New procedures such as partial heart transplantation occur at the boundary between experimental research and innovative practice. According to the Belmont Report, new procedures constitute experimental research if they are undertaken to test a hypothesis that contributes generalizable knowledge. In contrast, new procedures that are undertaken solely to treat individual patients with a reasonable expectation of success constitute innovative practice. Partial heart transplantation transitioned from the realm of experimental research into the realm of innovative practice through application of the scientific method. First, the observations that heart valves contained in heart transplants grow despite allotransplantation and that Ross autografts grow despite valve excision and reimplantation were synthesized into the hypothesis that partial heart transplants would grow despite allotransplantation, valve excision and reimplantation.² Next, this hypothesis was tested in animal models. Finally, success in the swine model turned partial heart transplantation from an experimental procedure designed to test a hypothesis into an innovative procedure suitable for clinical implementation.
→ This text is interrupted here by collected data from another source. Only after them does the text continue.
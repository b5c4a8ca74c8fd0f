pub mod calendar;
pub mod crawler;
pub mod login;
pub mod markup;
pub mod product;

pub use calendar::{select_packing_date, DateSelection};
pub use crawler::crawl_all;
pub use login::{dismiss_popups, login};
pub use product::{extract, extract_snapshot};
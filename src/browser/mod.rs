use anyhow::Result;
use async_trait::async_trait;
use std::time::Duration;

mod webdriver;
pub use webdriver::{WebDriverLauncher, WebDriverSession};

#[cfg(test)]
pub(crate) mod fake;

/// A product card as rendered in the live page.
#[derive(Debug, Clone, PartialEq, Eq)]
pub struct CardSnapshot {
    /// Outer HTML of the card element.
    pub html: String,
    /// Computed `background-color` of the card's color swatch, if it has one.
    pub color: Option<String>,
}

/// The browser capabilities the scraping pipeline consumes.
///
/// Selectors are CSS. Lookups that may legitimately miss return `Option` or
/// `bool`; commands against a missing element fail.
#[async_trait]
pub trait PageDriver: Send {
    async fn goto(&mut self, url: &str) -> Result<()>;
    async fn current_url(&mut self) -> Result<String>;
    async fn exists(&mut self, selector: &str) -> Result<bool>;
    async fn text(&mut self, selector: &str) -> Result<Option<String>>;
    async fn attr(&mut self, selector: &str, name: &str) -> Result<Option<String>>;
    async fn click(&mut self, selector: &str) -> Result<()>;
    async fn fill(&mut self, selector: &str, value: &str) -> Result<()>;
    /// Detach the first match from the DOM. `false` when nothing matched.
    async fn remove(&mut self, selector: &str) -> Result<bool>;
    /// Poll for `selector` up to `timeout`.
    async fn wait_for(&mut self, selector: &str, timeout: Duration) -> Result<bool>;
    /// Scroll to the bottom and report the resulting document height.
    async fn scroll_to_bottom(&mut self) -> Result<u64>;
    async fn count(&mut self, selector: &str) -> Result<usize>;
    async fn card_snapshot(&mut self, card: &str, index: usize, swatch: &str)
        -> Result<CardSnapshot>;
    /// Fixed UI settle delay.
    async fn settle(&mut self, delay: Duration);
    async fn close(&mut self) -> Result<()>;
}

/// Starts a browser session on demand, so the run can report status before
/// a browser exists.
#[async_trait]
pub trait DriverLauncher: Send + Sync {
    type Driver: PageDriver;

    async fn launch(&self) -> Result<Self::Driver>;
}
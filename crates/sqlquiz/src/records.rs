/// Expected row shapes for the musician challenges.
///
/// Every column a challenge checks is a top-level field regardless of which
/// table it comes from; joins are flattened rather than nested.
use sqlquiz_grader::record;

record! {
    pub struct NumberOfTrianglesRow {
        number_of_trianglers: i64 => "NumberofTrianglers",
    }
}

record! {
    pub struct MusicianRow {
        musician_id: i64 => "MusicianId",
        musician_name: String => "MusicianName",
    }
}

record! {
    pub struct InstrumentNameRow {
        instrument_name: String => "InstrumentName",
    }
}

record! {
    pub struct InstrumentRow {
        instrument_id: i64 => "InstrumentId",
        instrument_name: String => "InstrumentName",
        difficulty_id: i64 => "DifficultyId",
    }
}

impl MusicianRow {
    pub fn new(musician_id: i64, musician_name: &str) -> Self {
        Self {
            musician_id,
            musician_name: musician_name.to_string(),
        }
    }
}

impl InstrumentNameRow {
    pub fn new(instrument_name: &str) -> Self {
        Self {
            instrument_name: instrument_name.to_string(),
        }
    }
}

impl InstrumentRow {
    pub fn new(instrument_id: i64, instrument_name: &str, difficulty_id: i64) -> Self {
        Self {
            instrument_id,
            instrument_name: instrument_name.to_string(),
            difficulty_id,
        }
    }
}
//! Scenarios and the sequential suite driver.
//!
//! A scenario is one titled grading unit: a query file and the records it
//! must produce. A [`Suite`] runs its scenarios one at a time, in declared
//! order, against a single shared backend, and stops at the first scenario
//! that fails for any reason (execution error, missing column, or a result
//! mismatch). Every failure prints its diagnostic block before the run stops.

use std::io::Write;
use std::path::{Path, PathBuf};

use sqlquiz_fixture::Backend;
use tracing::{info, warn};

use crate::compare::{compare, Verdict};
use crate::error::GradeError;
use crate::reconcile::{reconcile_all, ReconcileError};
use crate::record::Record;
use crate::report::{write_mismatch, write_title, CORRECT};
use crate::runner::run_query;

/// A scenario with its record type erased, so a suite can hold scenarios of
/// different shapes.
pub trait Grade {
    fn title(&self) -> &str;

    fn query_file(&self) -> &Path;

    /// Runs the query at `path` and prints the outcome to `out`.
    fn grade(&self, backend: &mut dyn Backend, path: &Path, out: &mut dyn Write)
        -> Result<(), GradeError>;
}

#[derive(Debug, Clone)]
pub struct Scenario<R: Record> {
    title: String,
    query_file: PathBuf,
    expected: Vec<R>,
}

impl<R: Record> Scenario<R> {
    pub fn new(title: impl Into<String>, query_file: impl Into<PathBuf>, expected: Vec<R>) -> Self {
        Self {
            title: title.into(),
            query_file: query_file.into(),
            expected,
        }
    }

    pub fn expected(&self) -> &[R] {
        &self.expected
    }
}

impl<R: Record> Grade for Scenario<R> {
    fn title(&self) -> &str {
        &self.title
    }

    fn query_file(&self) -> &Path {
        &self.query_file
    }

    fn grade(
        &self,
        backend: &mut dyn Backend,
        path: &Path,
        out: &mut dyn Write,
    ) -> Result<(), GradeError> {
        write_title(out, &self.title)?;
        let raw = run_query(backend, path, out)?;

        let actual = match reconcile_all::<R>(&raw) {
            Ok(records) => records,
            Err(err) => {
                match &err {
                    ReconcileError::MissingColumn { column } => {
                        writeln!(out, "Query was missing the following column: {column}")?
                    }
                    ReconcileError::TypeMismatch {
                        column,
                        expected,
                        found,
                    } => writeln!(
                        out,
                        "Column {column} should hold {expected} values but held {found}"
                    )?,
                }
                write_mismatch(out, &raw, &self.expected)?;
                return Err(err.into());
            }
        };

        match compare(&actual, &self.expected) {
            Verdict::Correct => {
                writeln!(out, "{CORRECT}")?;
                Ok(())
            }
            Verdict::Mismatch { row } => {
                write_mismatch(out, &raw, &self.expected)?;
                Err(GradeError::ComparisonMismatch { row })
            }
        }
    }
}

/// The scenario that stopped a run and why.
#[derive(Debug)]
pub struct ScenarioFailure {
    pub title: String,
    pub error: GradeError,
}

#[derive(Debug)]
pub struct SuiteReport {
    pub total: usize,
    pub passed: usize,
    pub failure: Option<ScenarioFailure>,
}

impl SuiteReport {
    pub fn is_success(&self) -> bool {
        self.failure.is_none() && self.passed == self.total
    }
}

/// An ordered list of scenarios whose query files live under one directory.
pub struct Suite {
    challenges_dir: PathBuf,
    scenarios: Vec<Box<dyn Grade>>,
}

impl Suite {
    pub fn new(challenges_dir: impl Into<PathBuf>) -> Self {
        Self {
            challenges_dir: challenges_dir.into(),
            scenarios: Vec::new(),
        }
    }

    pub fn push<R: Record + 'static>(&mut self, scenario: Scenario<R>) {
        self.scenarios.push(Box::new(scenario));
    }

    pub fn with<R: Record + 'static>(mut self, scenario: Scenario<R>) -> Self {
        self.push(scenario);
        self
    }

    pub fn titles(&self) -> impl Iterator<Item = &str> {
        self.scenarios.iter().map(|s| s.title())
    }

    /// Grades every scenario in order, stopping at the first failure.
    pub fn run(&self, backend: &mut dyn Backend, out: &mut dyn Write) -> SuiteReport {
        let mut passed = 0;
        for scenario in &self.scenarios {
            let path = self.challenges_dir.join(scenario.query_file());
            match scenario.grade(backend, &path, out) {
                Ok(()) => {
                    info!(title = scenario.title(), "scenario passed");
                    passed += 1;
                }
                Err(error) => {
                    warn!(title = scenario.title(), %error, "scenario failed; stopping");
                    return SuiteReport {
                        total: self.scenarios.len(),
                        passed,
                        failure: Some(ScenarioFailure {
                            title: scenario.title().to_string(),
                            error,
                        }),
                    };
                }
            }
        }
        SuiteReport {
            total: self.scenarios.len(),
            passed,
            failure: None,
        }
    }
}
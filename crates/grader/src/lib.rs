/// Grading of SQL challenge queries against a seeded fixture.
///
/// Modules:
/// - `record`: statically declared record shapes (`Record`, `record!`)
/// - `reconcile`: by-name conversion of result rows into records
/// - `compare`: ordered structural comparison of records
/// - `report`: titles and side-by-side result tables
/// - `runner`: reading and executing query files
/// - `scenario`: titled scenarios and the sequential suite driver

pub mod compare;
pub mod error;
pub mod reconcile;
pub mod record;
pub mod report;
pub mod runner;
pub mod scenario;

pub use error::GradeError;
pub use reconcile::ReconcileError;
pub use record::{Field, FromValue, Record, Shape};
pub use scenario::{Grade, Scenario, ScenarioFailure, Suite, SuiteReport};
pub use sqlquiz_fixture::{Backend, ResultSet, Row, Value, ValueKind};
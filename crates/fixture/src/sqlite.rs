/// SQLite engine adapter backed by `rusqlite`.
use rusqlite::{Batch, Connection};
use tracing::debug;

use crate::{Backend, ExecutionError, ResultSet, Value};

pub struct SqliteBackend {
    conn: Connection,
}

impl SqliteBackend {
    /// Open a private in-memory SQLite database.
    pub fn open_in_memory() -> Result<Self, ExecutionError> {
        let conn = Connection::open_in_memory()?;
        Ok(Self { conn })
    }
}

impl Backend for SqliteBackend {
    fn execute_script(&mut self, script: &str) -> Result<(), ExecutionError> {
        self.conn.execute_batch(script)?;
        Ok(())
    }

    fn query(&mut self, sql: &str) -> Result<ResultSet, ExecutionError> {
        // Blank and comment-only text runs as an empty statement.
        if is_blank_sql(sql) {
            debug!("query has no statement");
            return Ok(ResultSet::default());
        }

        let mut batch = Batch::new(&self.conn, sql);
        let Some(mut stmt) = batch.next()? else {
            return Ok(ResultSet::default());
        };
        // Only trailing whitespace and comments may follow the first
        // statement. Nothing is executed otherwise.
        if !matches!(batch.next(), Ok(None)) {
            return Err(ExecutionError::new(
                "You can only execute one statement at a time.",
            ));
        }

        // Column names come from the prepared statement so that empty
        // results still carry their description.
        let columns: Vec<String> = stmt
            .column_names()
            .into_iter()
            .map(str::to_string)
            .collect();
        let col_count = columns.len();

        let mut rows = stmt.query([])?;
        let mut collected = Vec::new();
        while let Some(row) = rows.next()? {
            let mut values = Vec::with_capacity(col_count);
            for idx in 0..col_count {
                values.push(Value::from(row.get_ref(idx)?));
            }
            collected.push(values);
        }

        debug!(columns = col_count, rows = collected.len(), "query returned");
        Ok(ResultSet::new(columns, collected))
    }

    fn close(self) -> Result<(), ExecutionError> {
        self.conn.close().map_err(|(_, err)| err.into())
    }
}

/// True when `sql` holds nothing but whitespace, `;`, and comments.
fn is_blank_sql(sql: &str) -> bool {
    let mut rest = sql.trim_start();
    loop {
        if rest.is_empty() {
            return true;
        }
        if let Some(after) = rest.strip_prefix("--") {
            rest = after.find('\n').map_or("", |idx| &after[idx + 1..]);
        } else if let Some(after) = rest.strip_prefix("/*") {
            rest = after.find("*/").map_or("", |idx| &after[idx + 2..]);
        } else if let Some(after) = rest.strip_prefix(';') {
            rest = after;
        } else {
            return false;
        }
        rest = rest.trim_start();
    }
}
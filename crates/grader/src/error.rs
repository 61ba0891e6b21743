use std::io;
use std::path::PathBuf;

use sqlquiz_fixture::ExecutionError;
use thiserror::Error;

use crate::reconcile::ReconcileError;

/// Why a scenario was graded as failed.
#[derive(Debug, Error)]
pub enum GradeError {
    #[error("could not read query file {}: {source}", path.display())]
    ReadQuery {
        path: PathBuf,
        #[source]
        source: io::Error,
    },
    #[error("query failed: {0}")]
    QueryExecution(#[from] ExecutionError),
    #[error(transparent)]
    Reconcile(#[from] ReconcileError),
    #[error("results differ from the expected rows starting at row {row}")]
    ComparisonMismatch { row: usize },
    #[error("could not write report: {0}")]
    Output(#[from] io::Error),
}
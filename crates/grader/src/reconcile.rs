/// Row reconciliation: converts name-addressable rows into records.
///
/// Reconciliation is by name and partial. Extra columns in a row are
/// ignored, but every column the record shape declares must be present.
use sqlquiz_fixture::{ResultSet, Row, ValueKind};
use thiserror::Error;
use tracing::debug;

use crate::record::{FromValue, Record};

#[derive(Debug, Clone, PartialEq, Eq, Error)]
pub enum ReconcileError {
    #[error("query was missing the following column: {column}")]
    MissingColumn { column: String },
    #[error("column {column} should hold {expected} values but held {found}")]
    TypeMismatch {
        column: String,
        expected: ValueKind,
        found: ValueKind,
    },
}

/// Pulls a single named column out of `row` as `T`.
pub fn pull<T: FromValue>(row: &Row<'_>, column: &str) -> Result<T, ReconcileError> {
    let value = row
        .get(column)
        .ok_or_else(|| ReconcileError::MissingColumn {
            column: column.to_string(),
        })?;
    T::from_value(value).ok_or_else(|| ReconcileError::TypeMismatch {
        column: column.to_string(),
        expected: T::KIND,
        found: value.kind(),
    })
}

pub fn reconcile<R: Record>(row: &Row<'_>) -> Result<R, ReconcileError> {
    R::from_row(row)
}

/// Reconciles every row of `result` against `R`'s shape.
///
/// The shape is checked against the column description first, so a missing
/// column is reported even when the query returned no rows.
pub fn reconcile_all<R: Record>(result: &ResultSet) -> Result<Vec<R>, ReconcileError> {
    if let Some(column) = R::SHAPE
        .columns()
        .find(|name| !result.columns.iter().any(|c| c == name))
    {
        debug!(shape = R::SHAPE.name, column, "result lacks a declared column");
        return Err(ReconcileError::MissingColumn {
            column: column.to_string(),
        });
    }

    result.iter().map(|row| reconcile::<R>(&row)).collect()
}
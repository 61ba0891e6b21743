//! In-memory database fixture for grading SQL challenges.
//!
//! This crate provides:
//! - `Value`: scalar cells returned by the engine
//! - `ResultSet` / `Row`: positional rows with by-name column addressing
//! - `Backend`: the engine adapter seam, implemented by `SqliteBackend`
//! - `Fixture`: a seeded database with an explicit setup/teardown lifecycle

pub mod sqlite;
pub mod value;

use std::path::{Path, PathBuf};

use thiserror::Error;
use tracing::{debug, info, warn};

pub use sqlite::SqliteBackend;
pub use value::{Value, ValueKind};

/// An error raised by the engine while executing SQL.
#[derive(Debug, Clone, PartialEq, Eq, Error)]
#[error("{message}")]
pub struct ExecutionError {
    message: String,
}

impl ExecutionError {
    pub fn new(message: impl Into<String>) -> Self {
        Self {
            message: message.into(),
        }
    }

    pub fn message(&self) -> &str {
        &self.message
    }
}

impl From<rusqlite::Error> for ExecutionError {
    fn from(err: rusqlite::Error) -> Self {
        Self::new(err.to_string())
    }
}

#[derive(Debug, Error)]
pub enum FixtureError {
    #[error("could not read seed script {}: {source}", path.display())]
    ReadSeed {
        path: PathBuf,
        #[source]
        source: std::io::Error,
    },
    #[error("seed script failed: {0}")]
    Seed(#[source] ExecutionError),
    #[error("could not close database: {0}")]
    Teardown(#[source] ExecutionError),
}

/// The rows of one executed statement together with its column description.
///
/// `columns` is populated even when `rows` is empty. Statements that produce
/// no result columns (DDL, DML) have an empty `columns`.
#[derive(Debug, Clone, PartialEq, Default)]
pub struct ResultSet {
    pub columns: Vec<String>,
    pub rows: Vec<Vec<Value>>,
}

impl ResultSet {
    pub fn new(columns: Vec<String>, rows: Vec<Vec<Value>>) -> Self {
        Self { columns, rows }
    }

    pub fn len(&self) -> usize {
        self.rows.len()
    }

    pub fn is_empty(&self) -> bool {
        self.rows.is_empty()
    }

    /// Iterates rows as name-addressable views.
    pub fn iter(&self) -> impl Iterator<Item = Row<'_>> {
        self.rows.iter().map(|values| Row {
            columns: &self.columns,
            values,
        })
    }
}

/// A single result row addressable by column name as well as by position.
#[derive(Debug, Clone, Copy)]
pub struct Row<'a> {
    columns: &'a [String],
    values: &'a [Value],
}

impl<'a> Row<'a> {
    /// Looks up a column by exact name. With duplicate names the last
    /// column wins.
    pub fn get(&self, column: &str) -> Option<&'a Value> {
        self.columns
            .iter()
            .rposition(|c| c == column)
            .and_then(|idx| self.values.get(idx))
    }

    pub fn get_index(&self, idx: usize) -> Option<&'a Value> {
        self.values.get(idx)
    }

    pub fn columns(&self) -> &'a [String] {
        self.columns
    }

    pub fn values(&self) -> &'a [Value] {
        self.values
    }
}

/// A relational engine the fixture can be seeded into and queried through.
pub trait Backend {
    /// Run one or more statements, discarding any rows.
    fn execute_script(&mut self, script: &str) -> Result<(), ExecutionError>;

    /// Run a single statement and collect its rows.
    fn query(&mut self, sql: &str) -> Result<ResultSet, ExecutionError>;

    /// Release the engine.
    fn close(self) -> Result<(), ExecutionError>
    where
        Self: Sized;
}

/// A seeded database shared by every scenario of a grading run.
pub struct Fixture<B: Backend> {
    backend: B,
}

impl<B: Backend> Fixture<B> {
    /// Reads the seed script at `seed_path` and runs it once against `backend`.
    pub fn setup<P: AsRef<Path>>(backend: B, seed_path: P) -> Result<Self, FixtureError> {
        let path = seed_path.as_ref();
        let script = std::fs::read_to_string(path).map_err(|source| FixtureError::ReadSeed {
            path: path.to_path_buf(),
            source,
        })?;
        info!(path = %path.display(), "seeding fixture");
        Self::from_script(backend, &script)
    }

    pub fn from_script(mut backend: B, script: &str) -> Result<Self, FixtureError> {
        backend.execute_script(script).map_err(FixtureError::Seed)?;
        debug!(bytes = script.len(), "seed script applied");
        Ok(Self { backend })
    }

    pub fn backend(&mut self) -> &mut B {
        &mut self.backend
    }

    pub fn teardown(self) -> Result<(), FixtureError> {
        self.backend.close().map_err(FixtureError::Teardown)?;
        info!("fixture closed");
        Ok(())
    }

    /// Runs `f` against the fixture and tears it down afterwards, whatever
    /// `f` returned. An error from `f` takes precedence over a teardown error.
    pub fn scoped<T, E>(mut self, f: impl FnOnce(&mut Self) -> Result<T, E>) -> Result<T, E>
    where
        E: From<FixtureError>,
    {
        let outcome = f(&mut self);
        match (outcome, self.teardown()) {
            (Ok(value), Ok(())) => Ok(value),
            (Ok(_), Err(err)) => Err(err.into()),
            (Err(err), closed) => {
                if let Err(close_err) = closed {
                    warn!(error = %close_err, "teardown failed after an earlier error");
                }
                Err(err)
            }
        }
    }
}
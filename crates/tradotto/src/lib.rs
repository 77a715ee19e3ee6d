//! Tradotto — locale-aware entity translation engine for PostgreSQL.
//!
//! Base entities keep their locale-varying attributes in a separate
//! translation table, one row per (entity, locale). Tradotto manages that
//! relationship: transactional synchronization of base and translation rows
//! on the write path, locale resolution with fallback on the read path, and
//! query predicates filtering base entities by translated content.

pub mod config;
pub mod db;
pub mod error;
pub mod extract;
pub mod locale;
pub mod models;
pub mod query;
pub mod registry;
pub mod resolve;
pub mod sync;

pub use config::Config;
pub use error::{TranslationError, TranslationResult};
pub use extract::{AttributeMap, TranslationSet, extract};
pub use locale::{FixedLocale, LocaleProvider, validate_locale};
pub use models::{TranslatedEntity, TranslationRecord};
pub use query::{Comparison, TranslationQuery};
pub use registry::{TranslatableDefinition, TranslatableRegistry};
pub use resolve::{FallbackPolicy, all_translations, resolve};
pub use sync::TranslationSynchronizer;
State-of-the-Art for Partial Heart Transplantation

Clinical teams proficient in heart transplantation, the Ross procedure and homograft valve replacement are well-positioned to implement partial heart transplantation because partial heart transplants closely resemble these procedures from a medical and surgical perspective respectively. To date, several independent clinical teams have successfully performed partial heart transplantation to treat children with a wide range of heart defects including truncus arteriosus, congenital aortic stenosis, tetralogy of Fallot with pulmonary atresia, and transposition of the great arteries with ventricular outflow tract obstruction.^4,5 Management of these children has been guided by clinical protocols for heart transplantation.⁴ Unlike heart transplants, partial heart transplants spare the ventricles. Sparing the ventricles eliminates important mechanisms of graft failure, such as primary graft dysfunction and allograft vasculopathy. This has led some clinical teams to deviate from standard protocols for heart transplantation by increasing the accepted graft ischemia time from hours to days and reducing immunosuppression from multi-drug regimen to tacrolimus monotherapy. Sparing the ventricles also eliminates the ability to biopsy the grafts. Therefore, partial heart transplant rejection is monitored using donor-derived cell-free DNA, and donor-specific antibodies. Partial heart transplant growth is monitored by echocardiography. Early and mid-term follow-up for up to 2 years has confirmed that partial heart transplants grow normally with recipient children.

Future Directions

Future development of partial heart transplantation should focus on three pivotal areas. First, clinical research should assess partial heart transplant outcomes for each of its possible indications. Notably, heart transplants virtually never fail from valve dysfunction. Consequently, long-term outcomes of partial heart transplants are expected to be excellent.³ Second, fundamental research should elucidate how the biology of partial heart transplantation differs from the biology of heart transplantation. Clinical translation of this knowledge will contribute evidence-based protocols optimized for partial heart transplantation. Optimal protocols for partial heart transplant graft preservation, recipient immunosuppression, and rejection monitoring are expected to differ substantially from protocols for heart transplantation because graft ventricular function is no concern. Third, surgeons should explore the design space for partial heart transplantation to broaden its clinical applications beyond semilunar valve replacement. For example, our preclinical data suggests that growing surgical patches made from transplanted cardiovascular tissue could improve the outcomes of pulmonary vein repair, atrioventricular valve repair, and branch pulmonary artery reconstruction.